Supplied records >>
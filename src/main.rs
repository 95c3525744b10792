//! ChainFlow - Option-Chain Aggregation Service
//!
//! Ingests the broker's binary option-chain feed, maintains per-symbol
//! live chains inside a bounded ATM window, reconciles open interest
//! against the periodic REST baseline, and republishes coalesced
//! payloads to downstream consumers at a fixed cadence.

mod broker;
mod chain;
mod compute;
mod config;
mod decoder;
mod error;
mod health;
mod latency;
mod pipeline;
mod publisher;
mod strategy;
mod websocket;

use std::sync::Arc;
use std::time::Duration;

use axum::extract::State;
use axum::{routing::get, Json, Router};
use futures_util::future::BoxFuture;
use tower_http::cors::CorsLayer;
use tracing::{error, info, warn, Level};
use tracing_subscriber::{fmt, prelude::*, EnvFilter};

use crate::broker::{InstrumentRegistry, RateLimiter, RestBroker, SharedTokenGate, TokenProvider};
use crate::chain::ChainManager;
use crate::config::Config;
use crate::error::FeedError;
use crate::health::{HealthMonitor, MonitorConfig};
use crate::latency::{LatencyTracker, TrackerConfig};
use crate::pipeline::supervisor::TaskSupervisor;
use crate::pipeline::IngestionPipeline;
use crate::publisher::Publisher;
use crate::strategy::PcrThresholdStrategy;
use crate::websocket::FeedManager;

/// Application state shared with the HTTP endpoints
struct AppState {
    pipeline: Arc<IngestionPipeline>,
    monitor: Arc<HealthMonitor>,
}

/// Token provider backed by an environment variable
///
/// The OAuth exchange/refresh flow lives in the host deployment; this
/// stand-in surfaces `AuthRequired` when no token is present.
struct EnvTokenProvider;

impl TokenProvider for EnvTokenProvider {
    fn valid_token(&self) -> BoxFuture<'static, crate::error::Result<String>> {
        Box::pin(async {
            std::env::var("BROKER_ACCESS_TOKEN")
                .map_err(|_| FeedError::AuthRequired("BROKER_ACCESS_TOKEN not set".to_string()))
        })
    }
}

#[tokio::main]
async fn main() -> anyhow::Result<()> {
    // Initialize logging
    tracing_subscriber::registry()
        .with(fmt::layer().json())
        .with(EnvFilter::from_default_env().add_directive(Level::INFO.into()))
        .init();

    info!("Starting ChainFlow option-chain aggregation service");

    // Load configuration
    let config = Arc::new(Config::load()?);
    info!(symbols = ?config.symbols, "Configuration loaded");

    // Broker REST client shared by discovery, OI refresh and spot fallback
    let token = Arc::new(SharedTokenGate::new(Arc::new(EnvTokenProvider)));
    let limiter = Arc::new(RateLimiter::new(Duration::from_millis(
        config.rest_min_interval_ms,
    )));
    let rest = Arc::new(RestBroker::new(
        config.rest_endpoint.clone(),
        token.clone(),
        limiter,
        Duration::from_secs(config.request_timeout_secs),
        config.rest_max_retries,
    )?);

    // Resolve the instrument registry for every configured chain;
    // a missing registry is an unrecoverable startup failure
    let chains = Arc::new(ChainManager::new());
    for symbol_config in &config.symbols {
        let strike_map = rest
            .resolve_instruments(&symbol_config.symbol, &symbol_config.expiry)
            .await?;
        info!(
            symbol = %symbol_config.symbol,
            expiry = %symbol_config.expiry,
            strikes = strike_map.strikes.len(),
            "Instrument registry resolved"
        );
        chains
            .insert_chain(
                chain::ChainKey::new(
                    symbol_config.symbol.clone(),
                    symbol_config.expiry.clone(),
                ),
                strike_map,
                config.window_half_width,
                config.rebalance_hysteresis,
            )
            .await;
    }

    // Latency tracker and pipeline
    let tracker = Arc::new(LatencyTracker::new(TrackerConfig {
        sample_rate: config.latency_sample_rate,
        ring_capacity: config.latency_ring_capacity,
        alert_threshold: Duration::from_millis(config.latency_alert_threshold_ms),
        alert_cooldown: Duration::from_secs(config.latency_alert_cooldown_secs),
        dominant_share: config.latency_dominant_share,
    }));
    let pipeline = Arc::new(IngestionPipeline::new(
        config.clone(),
        chains.clone(),
        tracker.clone(),
    ));

    // Default signal scoring and the IPC publisher
    pipeline
        .register_strategy(Arc::new(PcrThresholdStrategy::default()))
        .await;
    let ipc_publisher = Arc::new(Publisher::new(&config.ipc_socket_path).await?);
    pipeline.register_broadcast_handler(ipc_publisher).await;

    // Supervised background tasks
    let supervisor = TaskSupervisor::new();
    pipeline.start(&supervisor);

    let (mut feed_manager, subscriptions) = FeedManager::new(
        config.clone(),
        pipeline.clone(),
        chains.clone(),
        token.clone(),
    );

    for key in chains.keys().await {
        let chain = chains
            .get(&key)
            .await
            .ok_or_else(|| anyhow::anyhow!("chain {} vanished during startup", key))?;
        supervisor.spawn(
            format!("batch-compute-{}", key),
            compute::batch_compute_loop(
                chain.clone(),
                pipeline.clone(),
                subscriptions.clone(),
                rest.clone(),
                Duration::from_millis(config.batch_compute_ms),
                supervisor.subscribe(),
            ),
        );
        supervisor.spawn(
            format!("oi-refresh-{}", key),
            compute::oi_refresh_loop(
                chain,
                rest.clone(),
                Duration::from_secs(config.oi_refresh_secs),
                supervisor.subscribe(),
            ),
        );
    }

    let monitor = Arc::new(HealthMonitor::new(
        pipeline.metrics(),
        tracker.clone(),
        MonitorConfig {
            poll_interval: Duration::from_secs(config.health_poll_secs),
            queue_alarm_fraction: config.queue_alarm_fraction,
            stage_ceiling_ms: config.stage_latency_ceiling_ms as f64,
        },
    ));
    supervisor.spawn("health-monitor", monitor.clone().run(supervisor.subscribe()));

    // HTTP server for health checks and metrics
    let app_state = Arc::new(AppState {
        pipeline: pipeline.clone(),
        monitor,
    });
    let health_port = config.health_port;
    supervisor.spawn("health-server", async move {
        if let Err(e) = start_health_server(app_state, health_port).await {
            warn!(error = %e, "Health server error");
        }
    });

    // Run the feed until SIGINT or an auth failure
    let feed_shutdown = supervisor.subscribe();
    let outcome = tokio::select! {
        result = feed_manager.run(feed_shutdown) => result,
        _ = tokio::signal::ctrl_c() => {
            info!("Interrupt received, shutting down");
            Ok(())
        }
    };

    supervisor.shutdown(Duration::from_secs(5)).await;

    if let Err(e) = outcome {
        error!(error = %e, "Feed terminated with error");
        return Err(e.into());
    }
    info!("Shutdown complete");
    Ok(())
}

/// Start HTTP server for health checks and metrics
async fn start_health_server(state: Arc<AppState>, port: u16) -> anyhow::Result<()> {
    use std::net::SocketAddr;

    let app = Router::new()
        .route("/health", get(health_check))
        .route("/metrics", get(metrics))
        .route("/latency", get(latency_report))
        .layer(CorsLayer::permissive())
        .with_state(state);

    let addr = SocketAddr::from(([0, 0, 0, 0], port));
    info!(addr = %addr, "Starting health check server");

    let listener = tokio::net::TcpListener::bind(addr).await?;
    axum::serve(listener, app).await?;

    Ok(())
}

async fn health_check(State(state): State<Arc<AppState>>) -> Json<serde_json::Value> {
    let status = state.monitor.evaluate();
    Json(serde_json::json!({
        "status": if status.healthy { "healthy" } else { "degraded" },
        "component": "chainflow-market-data",
        "issues": status.issues,
        "timestamp": chrono::Utc::now().to_rfc3339()
    }))
}

async fn metrics(State(state): State<Arc<AppState>>) -> String {
    pipeline::metrics::encode_prometheus(&state.pipeline.metrics_snapshot())
}

async fn latency_report(State(state): State<Arc<AppState>>) -> Json<serde_json::Value> {
    let report = state.pipeline.tracker().report();
    Json(serde_json::to_value(report).unwrap_or_default())
}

Exercise instructions >> Check each line of the listing above for the string "chains", then please give the number of lines where it appears and nothing else.

Exercise result >> 7